HOW TO COMPLETE THIS TASK - Please return the full listing below without altering anything.

DATASET RECORDS -
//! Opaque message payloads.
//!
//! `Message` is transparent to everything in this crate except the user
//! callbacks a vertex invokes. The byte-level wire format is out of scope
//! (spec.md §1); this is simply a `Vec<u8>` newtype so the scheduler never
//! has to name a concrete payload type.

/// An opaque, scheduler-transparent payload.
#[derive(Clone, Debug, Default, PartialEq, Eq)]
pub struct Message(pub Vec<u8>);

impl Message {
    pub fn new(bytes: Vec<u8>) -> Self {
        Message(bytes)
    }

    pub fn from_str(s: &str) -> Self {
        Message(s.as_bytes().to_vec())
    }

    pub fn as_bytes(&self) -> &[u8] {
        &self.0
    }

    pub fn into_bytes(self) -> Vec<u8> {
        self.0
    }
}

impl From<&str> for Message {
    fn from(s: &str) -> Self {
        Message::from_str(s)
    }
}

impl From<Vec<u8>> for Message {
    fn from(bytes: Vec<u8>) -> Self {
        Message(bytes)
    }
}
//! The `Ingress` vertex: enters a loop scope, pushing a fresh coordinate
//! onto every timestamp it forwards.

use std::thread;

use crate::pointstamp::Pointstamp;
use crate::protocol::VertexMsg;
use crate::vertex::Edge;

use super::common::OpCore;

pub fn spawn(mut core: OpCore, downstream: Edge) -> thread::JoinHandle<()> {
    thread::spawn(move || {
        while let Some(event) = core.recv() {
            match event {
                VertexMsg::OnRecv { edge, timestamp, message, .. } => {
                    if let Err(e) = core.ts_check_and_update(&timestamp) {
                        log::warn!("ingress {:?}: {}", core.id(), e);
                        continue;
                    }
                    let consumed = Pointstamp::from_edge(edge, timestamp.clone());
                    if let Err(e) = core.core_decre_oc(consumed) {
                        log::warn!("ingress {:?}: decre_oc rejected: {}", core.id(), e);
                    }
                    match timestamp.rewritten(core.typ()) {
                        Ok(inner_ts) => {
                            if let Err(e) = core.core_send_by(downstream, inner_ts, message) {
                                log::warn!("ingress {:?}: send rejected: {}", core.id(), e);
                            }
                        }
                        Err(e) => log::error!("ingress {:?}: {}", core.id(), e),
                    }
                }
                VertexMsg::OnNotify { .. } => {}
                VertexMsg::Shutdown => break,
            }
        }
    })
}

OUTPUT FOR THIS EXERCISE -
//! Opaque message payloads.
//!
//! `Message` is transparent to everything in this crate except the user
//! callbacks a vertex invokes. The byte-level wire format is out of scope
//! (spec.md §1); this is simply a `Vec<u8>` newtype so the scheduler never
//! has to name a concrete payload type.

/// An opaque, scheduler-transparent payload.
#[derive(Clone, Debug, Default, PartialEq, Eq)]
pub struct Message(pub Vec<u8>);

impl Message {
    pub fn new(bytes: Vec<u8>) -> Self {
        Message(bytes)
    }

    pub fn from_str(s: &str) -> Self {
        Message(s.as_bytes().to_vec())
    }

    pub fn as_bytes(&self) -> &[u8] {
        &self.0
    }

    pub fn into_bytes(self) -> Vec<u8> {
        self.0
    }
}

impl From<&str> for Message {
    fn from(s: &str) -> Self {
        Message::from_str(s)
    }
}

impl From<Vec<u8>> for Message {
    fn from(bytes: Vec<u8>) -> Self {
        Message(bytes)
    }
}
//! The `Ingress` vertex: enters a loop scope, pushing a fresh coordinate
//! onto every timestamp it forwards.

use std::thread;

use crate::pointstamp::Pointstamp;
use crate::protocol::VertexMsg;
use crate::vertex::Edge;

use super::common::OpCore;

pub fn spawn(mut core: OpCore, downstream: Edge) -> thread::JoinHandle<()> {
    thread::spawn(move || {
        while let Some(event) = core.recv() {
            match event {
                VertexMsg::OnRecv { edge, timestamp, message, .. } => {
                    if let Err(e) = core.ts_check_and_update(&timestamp) {
                        log::warn!("ingress {:?}: {}", core.id(), e);
                        continue;
                    }
                    let consumed = Pointstamp::from_edge(edge, timestamp.clone());
                    if let Err(e) = core.core_decre_oc(consumed) {
                        log::warn!("ingress {:?}: decre_oc rejected: {}", core.id(), e);
                    }
                    match timestamp.rewritten(core.typ()) {
                        Ok(inner_ts) => {
                            if let Err(e) = core.core_send_by(downstream, inner_ts, message) {
                                log::warn!("ingress {:?}: send rejected: {}", core.id(), e);
                            }
                        }
                        Err(e) => log::error!("ingress {:?}: {}", core.id(), e),
                    }
                }
                VertexMsg::OnNotify { .. } => {}
                VertexMsg::Shutdown => break,
            }
        }
    })
}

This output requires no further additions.